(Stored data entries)
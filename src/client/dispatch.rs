//! Named-event listener registry.
//!
//! Listeners are plain callbacks keyed by event name. `emit` takes a snapshot
//! of the listener list before calling anything, so a callback may register
//! or remove listeners (including itself) without deadlocking.

use std::collections::HashMap;
use std::sync::atomic::{AtomicU64, Ordering};
use std::sync::{Arc, Mutex};

use serde_json::Value;

/// Handle returned by [`EventDispatcher::on`], used to unsubscribe.
#[derive(Debug, Clone, Copy, PartialEq, Eq, Hash)]
pub struct SubscriptionId(u64);

pub type Listener = Arc<dyn Fn(&Value) + Send + Sync>;

#[derive(Default)]
struct Table {
    listeners: HashMap<String, Vec<(SubscriptionId, Listener)>>,
}

#[derive(Clone, Default)]
pub struct EventDispatcher {
    table: Arc<Mutex<Table>>,
    next_id: Arc<AtomicU64>,
}

impl std::fmt::Debug for EventDispatcher {
    fn fmt(&self, f: &mut std::fmt::Formatter<'_>) -> std::fmt::Result {
        f.debug_struct("EventDispatcher").finish_non_exhaustive()
    }
}

impl EventDispatcher {
    pub fn new() -> Self {
        Self::default()
    }

    /// Register `listener` for `event`. Listeners run in registration order.
    pub fn on<F>(&self, event: &str, listener: F) -> SubscriptionId
    where
        F: Fn(&Value) + Send + Sync + 'static,
    {
        let id = SubscriptionId(self.next_id.fetch_add(1, Ordering::Relaxed));
        self.table()
            .listeners
            .entry(event.to_string())
            .or_default()
            .push((id, Arc::new(listener)));
        id
    }

    /// Remove a listener. Returns whether it was registered.
    pub fn off(&self, event: &str, id: SubscriptionId) -> bool {
        let mut table = self.table();
        let Some(list) = table.listeners.get_mut(event) else {
            return false;
        };
        let before = list.len();
        list.retain(|(existing, _)| *existing != id);
        let removed = list.len() != before;
        if list.is_empty() {
            table.listeners.remove(event);
        }
        removed
    }

    /// Call every listener of `event` with `data`. Returns how many ran.
    pub fn emit(&self, event: &str, data: &Value) -> usize {
        let snapshot: Vec<Listener> = self
            .table()
            .listeners
            .get(event)
            .map(|list| list.iter().map(|(_, l)| Arc::clone(l)).collect())
            .unwrap_or_default();

        for listener in &snapshot {
            listener(data);
        }
        snapshot.len()
    }

    pub fn listener_count(&self, event: &str) -> usize {
        self.table().listeners.get(event).map_or(0, Vec::len)
    }

    fn table(&self) -> std::sync::MutexGuard<'_, Table> {
        self.table.lock().unwrap_or_else(|poisoned| poisoned.into_inner())
    }
}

== REQUIRED WORK ==
Look above and repeat, character for character, the lines from the first one to the line with "use serde_json::Value;", counting both.

== SOLVED PROBLEM ==
filename src/client/dispatch.rs
//! Named-event listener registry.
//!
//! Listeners are plain callbacks keyed by event name. `emit` takes a snapshot
//! of the listener list before calling anything, so a callback may register
//! or remove listeners (including itself) without deadlocking.

use std::collections::HashMap;
use std::sync::atomic::{AtomicU64, Ordering};
use std::sync::{Arc, Mutex};

use serde_json::Value;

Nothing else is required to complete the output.